*THE TASK*
In the listing that follows, how many lines include the string "core"? Reply with only the number.

----------

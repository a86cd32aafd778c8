//! Forecast assembly - the pipeline entry point
//!
//! transactions → monthly buckets → {predictor ensemble, trend analysis}
//! → model selection → [`ForecastReport`]
//!
//! [`Forecaster::respond`] is the boundary form: it never fails, turning
//! every error into `{success: false, error}`.

use std::io::Read;

use chrono::{Duration, NaiveDate};
use tracing::{debug, info, warn};

use crate::aggregate::{aggregate_monthly, monthly_totals};
use crate::config::ForecastConfig;
use crate::error::{Error, Result};
use crate::import::{parse_input, parse_json, InputFormat};
use crate::insights::prediction_insights;
use crate::models::{
    BestPrediction, ForecastReport, ForecastResponse, Historical, PredictionMethod, Transaction,
};
use crate::predict::PredictorEnsemble;
use crate::selector::select_from;
use crate::stats::summarize;
use crate::trend::analyze_trend_with;

/// Days added per forecast month label (approximate, not calendar-exact)
const DAYS_PER_FORECAST_MONTH: i64 = 30;

/// Forecast with the default configuration
pub fn generate_forecast(transactions: &[Transaction]) -> Result<ForecastReport> {
    Forecaster::default().forecast(transactions)
}

/// Parse a JSON payload and forecast with the default configuration,
/// reporting failures in-band
pub fn forecast_json(payload: &str) -> ForecastResponse {
    let forecaster = Forecaster::default();
    forecaster.respond(parse_json(payload), false)
}

/// Labels (`YYYY-MM`) for the months after `last_anchor`, stepping 30 days
pub fn forecast_month_labels(last_anchor: NaiveDate, count: usize) -> Vec<String> {
    (1..=count as i64)
        .map(|i| {
            (last_anchor + Duration::days(DAYS_PER_FORECAST_MONTH * i))
                .format("%Y-%m")
                .to_string()
        })
        .collect()
}

/// Reject reports carrying NaN or infinite numbers, which JSON cannot hold
fn ensure_finite(report: &ForecastReport) -> Result<()> {
    let prediction = &report.prediction;
    let statistics = &report.statistics;
    let trend = &report.trend;

    let fields = [
        ("prediction.next_month", prediction.next_month),
        ("prediction.confidence", prediction.confidence),
        ("trend.growth_rate", trend.growth_rate),
        ("trend.coefficient_of_variation", trend.coefficient_of_variation),
        ("statistics.average", statistics.average),
        ("statistics.min", statistics.min),
        ("statistics.max", statistics.max),
        ("statistics.std_dev", statistics.std_dev),
        ("statistics.last_month", statistics.last_month),
    ];
    if let Some((name, _)) = fields.iter().find(|(_, value)| !value.is_finite()) {
        return Err(Error::NonFinite((*name).to_string()));
    }

    if prediction.next_3_months.iter().any(|v| !v.is_finite()) {
        return Err(Error::NonFinite("prediction.next_3_months".into()));
    }

    for method in PredictionMethod::all() {
        if let Some(result) = report.all_models.get(*method) {
            let finite = result.confidence.is_finite()
                && result.predictions.iter().all(|v| v.is_finite());
            if !finite {
                return Err(Error::NonFinite(format!("all_models.{}", method)));
            }
        }
    }

    Ok(())
}

/// Runs the forecasting pipeline under a configuration
pub struct Forecaster {
    config: ForecastConfig,
    ensemble: PredictorEnsemble,
}

impl Default for Forecaster {
    fn default() -> Self {
        Self::new(ForecastConfig::default())
    }
}

impl Forecaster {
    pub fn new(config: ForecastConfig) -> Self {
        let ensemble = PredictorEnsemble::with_window(config.forecast.moving_average_window);
        Self { config, ensemble }
    }

    pub fn config(&self) -> &ForecastConfig {
        &self.config
    }

    /// Build a forecast report from raw transactions
    pub fn forecast(&self, transactions: &[Transaction]) -> Result<ForecastReport> {
        if transactions.is_empty() {
            return Err(Error::NoTransactions);
        }

        let buckets = aggregate_monthly(transactions)?;
        let settings = &self.config.forecast;

        if buckets.len() < settings.min_months {
            return Err(Error::InsufficientData {
                required: settings.min_months,
            });
        }

        let totals = monthly_totals(&buckets);
        if let Some(bucket) = buckets.iter().find(|b| !b.total.is_finite()) {
            return Err(Error::NonFinite(format!(
                "total for {} overflowed",
                bucket.label()
            )));
        }
        debug!(months = totals.len(), "Aggregated monthly totals");

        let all_models = self.ensemble.run_all(&totals, settings.horizon)?;
        let best = select_from(&all_models)?;

        let next_month = *best
            .predictions
            .first()
            .ok_or_else(|| Error::DegenerateFit("model produced no predictions".into()))?;

        let prediction = BestPrediction {
            next_month,
            next_3_months: best.predictions.clone(),
            confidence: best.confidence,
            method: best.method,
        };

        let last_anchor = buckets
            .last()
            .map(|b| b.anchor_date)
            .ok_or(Error::InsufficientData {
                required: settings.min_months,
            })?;

        let statistics = summarize(&totals).ok_or(Error::InsufficientData {
            required: settings.min_months,
        })?;

        let report = ForecastReport {
            prediction,
            historical: Historical {
                months: buckets.iter().map(|b| b.label()).collect(),
                values: totals.clone(),
            },
            forecast_months: forecast_month_labels(last_anchor, settings.horizon),
            trend: analyze_trend_with(&totals, &self.config.trend),
            statistics,
            all_models,
        };
        ensure_finite(&report)?;

        info!(
            months = totals.len(),
            method = report.prediction.method.as_str(),
            confidence = report.prediction.confidence,
            next_month = report.prediction.next_month,
            "Forecast generated"
        );

        Ok(report)
    }

    /// Read a payload and forecast, reporting failures in-band
    pub fn forecast_reader<R: Read>(
        &self,
        reader: R,
        format: InputFormat,
        with_insights: bool,
    ) -> ForecastResponse {
        self.respond(parse_input(reader, format), with_insights)
    }

    /// Turn parsed input into a boundary response
    pub fn respond(
        &self,
        transactions: Result<Vec<Transaction>>,
        with_insights: bool,
    ) -> ForecastResponse {
        let result = transactions.and_then(|txs| self.forecast(&txs));

        match result {
            Ok(report) => {
                let insights =
                    with_insights.then(|| prediction_insights(&report, &self.config.insights));
                let response = ForecastResponse::success(report);
                match insights {
                    Some(insights) => response.with_insights(insights),
                    None => response,
                }
            }
            Err(e) => {
                warn!(error = %e, "Forecast failed");
                ForecastResponse::failure(e.to_string())
            }
        }
    }
}
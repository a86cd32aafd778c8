//! Descriptive statistics over monthly totals

use crate::models::Statistics;

/// Arithmetic mean; 0.0 for an empty slice
pub fn mean(values: &[f64]) -> f64 {
    if values.is_empty() {
        return 0.0;
    }
    values.iter().sum::<f64>() / values.len() as f64
}

/// Population standard deviation (divides by n)
pub fn std_dev(values: &[f64]) -> f64 {
    if values.is_empty() {
        return 0.0;
    }
    let m = mean(values);
    let variance = values.iter().map(|v| (v - m).powi(2)).sum::<f64>() / values.len() as f64;
    variance.sqrt()
}

/// Summary statistics; `None` for an empty series
pub fn summarize(values: &[f64]) -> Option<Statistics> {
    let last_month = *values.last()?;

    Some(Statistics {
        average: mean(values),
        min: values.iter().copied().fold(f64::INFINITY, f64::min),
        max: values.iter().copied().fold(f64::NEG_INFINITY, f64::max),
        std_dev: std_dev(values),
        last_month,
    })
}
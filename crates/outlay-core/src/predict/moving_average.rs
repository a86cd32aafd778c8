//! Moving average predictor

use crate::error::Result;
use crate::models::{PredictionMethod, PredictionResult};
use crate::stats::{mean, std_dev};

use super::Predictor;

/// Preferred number of trailing months to average
pub const DEFAULT_WINDOW: usize = 3;

/// Flat forecast at the mean of the last `window` months.
///
/// No slope is extrapolated. Confidence is `1 - stddev / (mean + 1)`
/// over the window, floored at zero.
pub struct MovingAveragePredictor {
    window: usize,
}

impl MovingAveragePredictor {
    pub fn new() -> Self {
        Self {
            window: DEFAULT_WINDOW,
        }
    }

    pub fn with_window(window: usize) -> Self {
        Self {
            window: window.max(1),
        }
    }

    pub fn window(&self) -> usize {
        self.window
    }
}

impl Default for MovingAveragePredictor {
    fn default() -> Self {
        Self::new()
    }
}

impl Predictor for MovingAveragePredictor {
    fn id(&self) -> PredictionMethod {
        PredictionMethod::MovingAverage
    }

    fn min_points(&self) -> usize {
        1
    }

    fn predict(&self, totals: &[f64], horizon: usize) -> Result<Option<PredictionResult>> {
        if totals.len() < self.min_points() {
            return Ok(None);
        }

        // Window shrinks to the whole series when history is short
        let window = self.window.min(totals.len());
        let recent = &totals[totals.len() - window..];

        let recent_avg = mean(recent);
        let confidence = (1.0 - std_dev(recent) / (recent_avg + 1.0)).max(0.0);

        Ok(Some(PredictionResult {
            predictions: vec![recent_avg; horizon],
            confidence,
            method: self.id(),
        }))
    }
}
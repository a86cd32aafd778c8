//! Error types for Outlay

use thiserror::Error;

#[derive(Error, Debug)]
pub enum Error {
    #[error("No transaction data provided")]
    NoTransactions,

    #[error("Insufficient data for prediction (minimum {required} months required)")]
    InsufficientData { required: usize },

    #[error("Unable to generate predictions")]
    NoModelAvailable,

    #[error("Parse error: {0}")]
    Parse(String),

    #[error("CSV parsing error: {0}")]
    Csv(#[from] csv::Error),

    #[error("JSON error: {0}")]
    Json(#[from] serde_json::Error),

    #[error("IO error: {0}")]
    Io(#[from] std::io::Error),

    #[error("Degenerate fit: {0}")]
    DegenerateFit(String),

    #[error("Non-finite result: {0}")]
    NonFinite(String),

    #[error("Configuration error: {0}")]
    Config(String),
}

pub type Result<T> = std::result::Result<T, Error>;
//! CLI argument definitions using clap
//!
//! This module contains all the clap structs and enums for parsing CLI arguments.
//! The actual command implementations are in the `commands` module.

use std::path::PathBuf;

use clap::{Parser, Subcommand};

/// Outlay - Forecast next month's spending from your transaction history
#[derive(Parser)]
#[command(name = "outlay")]
#[command(about = "Monthly expense forecasting from transaction history", long_about = None)]
#[command(version)]
pub struct Cli {
    /// Forecast configuration file (TOML)
    ///
    /// Defaults to ~/.local/share/outlay/config/forecast.toml when present,
    /// otherwise the built-in defaults.
    #[arg(long, global = true)]
    pub config: Option<PathBuf>,

    /// Enable verbose logging
    #[arg(short, long, global = true)]
    pub verbose: bool,

    #[command(subcommand)]
    pub command: Commands,
}

#[derive(Subcommand)]
pub enum Commands {
    /// Forecast spending and print the JSON response
    ///
    /// Failures (empty input, too little history, malformed records) are
    /// reported in the response as {"success": false, "error": ...}.
    Forecast {
        /// Transaction file to read (reads stdin if not specified)
        #[arg(short, long)]
        file: Option<PathBuf>,

        /// Input format: json, csv (inferred from the file extension if not specified)
        #[arg(long)]
        format: Option<String>,

        /// Pretty-print the JSON response
        #[arg(long)]
        pretty: bool,

        /// Include plain-language insights in the response
        #[arg(long)]
        insights: bool,
    },

    /// Show a human-readable forecast report
    Report {
        /// Transaction file to read (reads stdin if not specified)
        #[arg(short, long)]
        file: Option<PathBuf>,

        /// Input format: json, csv (inferred from the file extension if not specified)
        #[arg(long)]
        format: Option<String>,
    },

    /// Show the effective forecast configuration
    Config,
}
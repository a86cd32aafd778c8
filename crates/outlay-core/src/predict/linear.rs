//! Linear trend predictor

use crate::error::Result;
use crate::models::{PredictionMethod, PredictionResult};

use super::ols::PolynomialFit;
use super::{extrapolate, series_indices, Predictor};

/// Fits a least-squares line through the monthly totals and extends it
pub struct LinearPredictor;

impl LinearPredictor {
    pub fn new() -> Self {
        Self
    }
}

impl Default for LinearPredictor {
    fn default() -> Self {
        Self::new()
    }
}

impl Predictor for LinearPredictor {
    fn id(&self) -> PredictionMethod {
        PredictionMethod::Linear
    }

    fn min_points(&self) -> usize {
        2
    }

    fn predict(&self, totals: &[f64], horizon: usize) -> Result<Option<PredictionResult>> {
        if totals.len() < self.min_points() {
            return Ok(None);
        }

        let xs = series_indices(totals.len());
        let fit = PolynomialFit::fit(&xs, totals, 1)?;

        Ok(Some(PredictionResult {
            predictions: extrapolate(&fit, totals.len(), horizon),
            confidence: fit.r_squared(&xs, totals),
            method: self.id(),
        }))
    }
}
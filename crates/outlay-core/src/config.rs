//! Forecast configuration
//!
//! Config is loaded with a two-layer resolution:
//! 1. An explicit path, or the override in the data dir
//!    (~/.local/share/outlay/config/forecast.toml)
//! 2. Embedded defaults (compiled into binary)
//!
//! Keys missing from an override keep their default values.

use std::fs;
use std::path::{Path, PathBuf};

use serde::{Deserialize, Serialize};

use crate::error::{Error, Result};

/// Embedded default config (compiled into binary)
const DEFAULT_CONFIG: &str = include_str!("../../../config/forecast.toml");

/// Pipeline settings
#[derive(Debug, Clone, Copy, PartialEq, Serialize, Deserialize)]
#[serde(default)]
pub struct ForecastSettings {
    /// Months to forecast
    pub horizon: usize,
    /// Distinct months required before forecasting
    pub min_months: usize,
    /// Trailing months averaged by the moving-average predictor
    pub moving_average_window: usize,
}

impl Default for ForecastSettings {
    fn default() -> Self {
        Self {
            horizon: 3,
            min_months: 2,
            moving_average_window: 3,
        }
    }
}

/// Trend and volatility classification thresholds (percent)
#[derive(Debug, Clone, Copy, PartialEq, Serialize, Deserialize)]
#[serde(default)]
pub struct TrendSettings {
    /// Growth beyond +/- this is increasing/decreasing
    pub growth_threshold: f64,
    /// Coefficient of variation below this is low volatility
    pub volatility_low: f64,
    /// Coefficient of variation below this (and above low) is medium
    pub volatility_medium: f64,
}

impl Default for TrendSettings {
    fn default() -> Self {
        Self {
            growth_threshold: 5.0,
            volatility_low: 15.0,
            volatility_medium: 30.0,
        }
    }
}

/// Prediction insight thresholds
#[derive(Debug, Clone, Copy, PartialEq, Serialize, Deserialize)]
#[serde(default)]
pub struct InsightSettings {
    /// Percent difference from the average worth calling out
    pub deviation_threshold: f64,
    /// Confidence below this gets a "moderate confidence" note
    pub low_confidence: f64,
}

impl Default for InsightSettings {
    fn default() -> Self {
        Self {
            deviation_threshold: 10.0,
            low_confidence: 0.7,
        }
    }
}

#[derive(Debug, Clone, Copy, PartialEq, Default, Serialize, Deserialize)]
#[serde(default)]
pub struct ForecastConfig {
    pub forecast: ForecastSettings,
    pub trend: TrendSettings,
    pub insights: InsightSettings,
}

impl ForecastConfig {
    /// Embedded defaults
    pub fn embedded() -> Result<Self> {
        parse_config(DEFAULT_CONFIG)
    }

    /// Load from an explicit path, the data-dir override, or the embedded
    /// defaults, in that order. An explicit path must exist.
    pub fn load(path: Option<&Path>) -> Result<(Self, ConfigSource)> {
        if let Some(path) = path {
            return Ok((
                Self::from_file(path)?,
                ConfigSource::File(path.to_path_buf()),
            ));
        }

        if let Some(default_path) = default_config_path() {
            if default_path.exists() {
                let config = Self::from_file(&default_path)?;
                return Ok((config, ConfigSource::File(default_path)));
            }
        }

        Ok((Self::embedded()?, ConfigSource::Embedded))
    }

    pub fn from_file(path: &Path) -> Result<Self> {
        let content = fs::read_to_string(path).map_err(|e| {
            Error::Config(format!("Failed to read config {}: {}", path.display(), e))
        })?;
        parse_config(&content)
    }

    /// Reject settings the pipeline cannot run with
    pub fn validate(&self) -> Result<()> {
        if self.forecast.horizon == 0 {
            return Err(Error::Config("forecast.horizon must be at least 1".into()));
        }
        if self.forecast.min_months < 2 {
            return Err(Error::Config(
                "forecast.min_months must be at least 2".into(),
            ));
        }
        if self.forecast.moving_average_window == 0 {
            return Err(Error::Config(
                "forecast.moving_average_window must be at least 1".into(),
            ));
        }
        if !(self.trend.growth_threshold >= 0.0) {
            return Err(Error::Config(
                "trend.growth_threshold must be non-negative".into(),
            ));
        }
        if !(self.trend.volatility_medium > self.trend.volatility_low) {
            return Err(Error::Config(
                "trend.volatility_medium must be greater than trend.volatility_low".into(),
            ));
        }
        Ok(())
    }

    /// Render as TOML (for `outlay config`)
    pub fn to_toml(&self) -> Result<String> {
        toml::to_string_pretty(self)
            .map_err(|e| Error::Config(format!("Failed to render config: {}", e)))
    }
}

/// Where the effective configuration came from
#[derive(Debug, Clone, PartialEq, Eq)]
pub enum ConfigSource {
    Embedded,
    File(PathBuf),
}

impl std::fmt::Display for ConfigSource {
    fn fmt(&self, f: &mut std::fmt::Formatter<'_>) -> std::fmt::Result {
        match self {
            Self::Embedded => write!(f, "embedded defaults"),
            Self::File(path) => write!(f, "{}", path.display()),
        }
    }
}

/// Default override location in the platform data dir
pub fn default_config_path() -> Option<PathBuf> {
    dirs::data_local_dir().map(|d| d.join("outlay").join("config").join("forecast.toml"))
}

fn parse_config(content: &str) -> Result<ForecastConfig> {
    let config: ForecastConfig = toml::from_str(content)
        .map_err(|e| Error::Config(format!("Invalid config TOML: {}", e)))?;
    config.validate()?;
    Ok(config)
}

----------

*ANSWER TO THIS PROBLEM*
3